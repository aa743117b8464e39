//! `grantsync`: reconcile folder ACLs against the grant datastore and audit
//! what every principal can actually do.
//!
//! Reports go to stdout, logs to stderr. Exit status is 0 for a clean run,
//! 1 when the run completed but found problems, 2 on a fatal error.

use std::fs;
use std::path::{Path, PathBuf};
use std::process::ExitCode;

use clap::{Parser, Subcommand};
use grantsync_core::config::DEFAULT_CONFIG_FILE;
use grantsync_core::render::{AuditReportText, RunReportText, audit_view_json};
use grantsync_core::{
    AuditEngine, AuditView, BatchDriver, CommandAccessProbe, Config, GrantSnapshot, RunReport,
    SqliteGrantSource, ToolAclGateway,
};
use grantsync_error::{Result, SyncError};
use grantsync_types::NodeId;
use serde::Serialize;
use tracing::{error, info};
use tracing_subscriber::EnvFilter;

const EXIT_NOT_CLEAN: u8 = 1;
const EXIT_FATAL: u8 = 2;

#[derive(Parser, Debug)]
#[command(name = "grantsync", version, about = "Reconcile and audit folder access grants")]
struct Cli {
    /// Configuration file. Without it, `grantsync.toml` is read if present.
    #[arg(long, global = true, env = "GRANTSYNC_CONFIG")]
    config: Option<PathBuf>,

    /// Physical directory of the logical root `/`.
    #[arg(long, global = true)]
    share_root: Option<PathBuf>,

    /// Grant datastore (SQLite).
    #[arg(long, global = true)]
    database: Option<PathBuf>,

    /// Also write the complete report as JSON to this path.
    #[arg(long, global = true)]
    report: Option<PathBuf>,

    /// Debug logging; overrides RUST_LOG.
    #[arg(short, long, global = true)]
    verbose: bool,

    #[command(subcommand)]
    command: Command,
}

#[derive(Subcommand, Debug, PartialEq, Eq)]
enum Command {
    /// Reconcile one node by datastore id.
    ReconcileOne { node_id: i64 },
    /// Reconcile every granted node, parents before children.
    ReconcileAll,
    /// Probe actual access and classify it against the grants. Read-only.
    Audit {
        /// summary, full, by-node or by-principal
        #[arg(long, default_value_t = AuditView::Summary)]
        view: AuditView,
        /// Print the selected view as JSON.
        #[arg(long)]
        json: bool,
    },
}

fn main() -> ExitCode {
    let cli = Cli::parse();
    init_tracing(cli.verbose);

    match run(&cli) {
        Ok(true) => ExitCode::SUCCESS,
        Ok(false) => ExitCode::from(EXIT_NOT_CLEAN),
        Err(err) => {
            error!(error = %err, fatal = err.is_fatal(), "run aborted");
            eprintln!("grantsync: {err}");
            ExitCode::from(EXIT_FATAL)
        }
    }
}

fn init_tracing(verbose: bool) {
    let filter = if verbose {
        EnvFilter::new("debug")
    } else {
        EnvFilter::try_from_default_env().unwrap_or_else(|_| EnvFilter::new("info"))
    };
    tracing_subscriber::fmt()
        .with_env_filter(filter)
        .with_target(false)
        .with_writer(std::io::stderr)
        .init();
}

/// Named file, or the default location when present; flags win over both.
fn resolve_config(cli: &Cli) -> Result<Config> {
    let mut config = match &cli.config {
        Some(path) => Config::load(path)?,
        None => Config::load_or_default(Path::new(DEFAULT_CONFIG_FILE))?,
    };
    if let Some(share_root) = &cli.share_root {
        config.share_root.clone_from(share_root);
    }
    if let Some(database) = &cli.database {
        config.datastore.path.clone_from(database);
    }
    config.validate()?;
    Ok(config)
}

/// Returns whether the run was clean.
fn run(cli: &Cli) -> Result<bool> {
    let config = resolve_config(cli)?;
    let source = SqliteGrantSource::open(&config.datastore.path, config.source_filter())?;
    let snapshot = GrantSnapshot::load(
        &source,
        &config.share_root,
        config.excluded_principals().as_slice(),
    )?;
    let mut gateway = ToolAclGateway::new(config.acl_tool.program.clone());
    let policy = config.reconcile_policy();

    match &cli.command {
        Command::ReconcileOne { node_id } => {
            let report =
                BatchDriver::new(&mut gateway, &snapshot, policy).reconcile_one(NodeId(*node_id));
            finish_run(&report, cli.report.as_deref())
        }
        Command::ReconcileAll => {
            let report = BatchDriver::new(&mut gateway, &snapshot, policy).run_all();
            finish_run(&report, cli.report.as_deref())
        }
        Command::Audit { view, json } => {
            let probe = CommandAccessProbe::new(config.probe.runas.clone());
            let report = AuditEngine::new(&gateway, &probe, &snapshot).run();
            if *json {
                let value = audit_view_json(&report, *view).map_err(serialize_error)?;
                println!(
                    "{}",
                    serde_json::to_string_pretty(&value).map_err(serialize_error)?
                );
            } else {
                print!(
                    "{}",
                    AuditReportText {
                        report: &report,
                        view: *view,
                    }
                );
            }
            if let Some(path) = &cli.report {
                write_json(path, &report)?;
            }
            Ok(report.is_clean())
        }
    }
}

fn finish_run(report: &RunReport, report_path: Option<&Path>) -> Result<bool> {
    print!("{}", RunReportText(report));
    if let Some(path) = report_path {
        write_json(path, report)?;
    }
    Ok(report.is_clean())
}

fn write_json<T: Serialize>(path: &Path, value: &T) -> Result<()> {
    let mut text = serde_json::to_string_pretty(value).map_err(serialize_error)?;
    text.push('\n');
    fs::write(path, text)?;
    info!(path = %path.display(), "report written");
    Ok(())
}

fn serialize_error(err: serde_json::Error) -> SyncError {
    SyncError::internal(format!("report serialization: {err}"))
}
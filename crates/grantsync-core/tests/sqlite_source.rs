use std::path::{Path, PathBuf};

use grantsync_core::sqlite_source::{SourceFilter, SqliteGrantSource};
use grantsync_core::{GrantSnapshot, GrantSource};
use grantsync_error::SyncError;
use grantsync_types::{NodeId, PermissionLevel, Principal};
use rusqlite::Connection;
use tempfile::TempDir;

const SCHEMA: &str = "
CREATE TABLE node (id INTEGER PRIMARY KEY, parent_id INTEGER REFERENCES node(id),
                   path TEXT NOT NULL UNIQUE);
CREATE TABLE principal (name TEXT PRIMARY KEY);
CREATE TABLE node_grant (node_id INTEGER NOT NULL REFERENCES node(id),
                         principal TEXT NOT NULL, level INTEGER NOT NULL,
                         PRIMARY KEY (node_id, principal));
";

fn create_datastore(dir: &TempDir) -> PathBuf {
    let path = dir.path().join("grants.db");
    let conn = Connection::open(&path).expect("create datastore");
    conn.execute_batch(SCHEMA).expect("create schema");
    conn.execute_batch(
        "
INSERT INTO node VALUES (1, NULL, '/');
INSERT INTO node VALUES (2, 1, '/Scans');
INSERT INTO node VALUES (3, 2, '/Scans/Family');
INSERT INTO node VALUES (4, 2, '/Scans/@eaDir');
INSERT INTO node VALUES (5, 1, '/Trips');
INSERT INTO principal VALUES ('bonzac'), ('valentin'), ('famille'), ('admin'), ('immich');
INSERT INTO node_grant VALUES (3, 'bonzac', 1);
INSERT INTO node_grant VALUES (3, 'valentin', 15);
INSERT INTO node_grant VALUES (3, 'guest', 1);
INSERT INTO node_grant VALUES (4, 'bonzac', 1);
INSERT INTO node_grant VALUES (5, 'valentin', 3);
INSERT INTO node_grant VALUES (5, 'famille', 2);
INSERT INTO node_grant VALUES (2, 'immich', 0);
",
    )
    .expect("seed datastore");
    path
}

fn open(path: &Path) -> SqliteGrantSource {
    SqliteGrantSource::open(path, SourceFilter::default()).expect("open datastore")
}

#[test]
fn granted_nodes_skip_transient_paths_and_zero_levels() {
    let dir = tempfile::tempdir().unwrap();
    let source = open(&create_datastore(&dir));

    let granted = source.list_granted_nodes().unwrap();
    let ids: Vec<i64> = granted.iter().map(|(id, _)| id.get()).collect();
    assert_eq!(ids, vec![3, 5], "granted={granted:?}");
    assert_eq!(granted[0].1, "/Scans/Family");
}

#[test]
fn principals_exclude_system_identities() {
    let dir = tempfile::tempdir().unwrap();
    let source = open(&create_datastore(&dir));

    let principals = source.list_all_principals().unwrap();
    let names: Vec<&str> = principals.iter().map(Principal::as_str).collect();
    assert_eq!(names, vec!["bonzac", "famille", "immich", "valentin"]);
}

#[test]
fn logical_path_lookup_and_unknown_node() {
    let dir = tempfile::tempdir().unwrap();
    let source = open(&create_datastore(&dir));

    assert_eq!(source.get_logical_path(NodeId(5)).unwrap(), "/Trips");
    let err = source.get_logical_path(NodeId(99)).unwrap_err();
    assert!(matches!(err, SyncError::UnknownNode { node_id: 99 }), "{err}");
}

#[test]
fn snapshot_rejects_unknown_level_codes() {
    let dir = tempfile::tempdir().unwrap();
    let source = open(&create_datastore(&dir));

    let snapshot = GrantSnapshot::load(&source, Path::new("/volume1/photo"), &["backup"]).unwrap();

    assert_eq!(snapshot.rejected.len(), 1, "rejected={:?}", snapshot.rejected);
    let rejected = &snapshot.rejected[0];
    assert_eq!(rejected.node_id, NodeId(5));
    assert_eq!(rejected.principal, Principal::from("famille"));
    assert_eq!(rejected.code, 2);

    let valentin = Principal::from("valentin");
    assert_eq!(snapshot.grants.level(NodeId(3), &valentin), PermissionLevel::Manage);
    assert_eq!(snapshot.grants.level(NodeId(5), &valentin), PermissionLevel::Download);
    assert!(!snapshot.grants.has_grant(NodeId(5), &Principal::from("famille")));

    assert_eq!(snapshot.tree.len(), 5);
    assert_eq!(snapshot.tree.root().map(|root| root.id), Some(NodeId(1)));
    assert_eq!(
        snapshot.tree.node(NodeId(3)).map(|node| node.physical_path.clone()),
        Some(PathBuf::from("/volume1/photo/Scans/Family"))
    );
    assert_eq!(snapshot.ordered_granted_nodes(), vec![NodeId(5), NodeId(3)]);
}

#[test]
fn missing_schema_is_fatal() {
    let dir = tempfile::tempdir().unwrap();
    let path = dir.path().join("empty.db");
    Connection::open(&path)
        .and_then(|conn| conn.execute_batch("CREATE TABLE node (id INTEGER PRIMARY KEY);"))
        .unwrap();

    let err = SqliteGrantSource::open(&path, SourceFilter::default()).unwrap_err();
    assert!(err.is_fatal());
    assert!(err.to_string().contains("principal"), "{err}");
}

#[test]
fn custom_filter_overrides_path_components() {
    let dir = tempfile::tempdir().unwrap();
    let path = create_datastore(&dir);
    let filter = SourceFilter {
        excluded_path_components: vec!["Trips".to_owned()],
        ..SourceFilter::default()
    };
    let source = SqliteGrantSource::open(&path, filter).unwrap();

    let ids: Vec<i64> = source
        .list_granted_nodes()
        .unwrap()
        .into_iter()
        .map(|(id, _)| id.get())
        .collect();
    assert_eq!(ids, vec![3, 4]);
}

· · · ·

__Work to be completed__
Copy exactly, word for word, the line with "assert!(err.is_fatal());" through the final line of the listing.

__Task answer__
    assert!(err.is_fatal());
    assert!(err.to_string().contains("principal"), "{err}");
}

#[test]
fn custom_filter_overrides_path_components() {
    let dir = tempfile::tempdir().unwrap();
    let path = create_datastore(&dir);
    let filter = SourceFilter {
        excluded_path_components: vec!["Trips".to_owned()],
        ..SourceFilter::default()
    };
    let source = SqliteGrantSource::open(&path, filter).unwrap();

    let ids: Vec<i64> = source
        .list_granted_nodes()
        .unwrap()
        .into_iter()
        .map(|(id, _)| id.get())
        .collect();
    assert_eq!(ids, vec![3, 4]);
}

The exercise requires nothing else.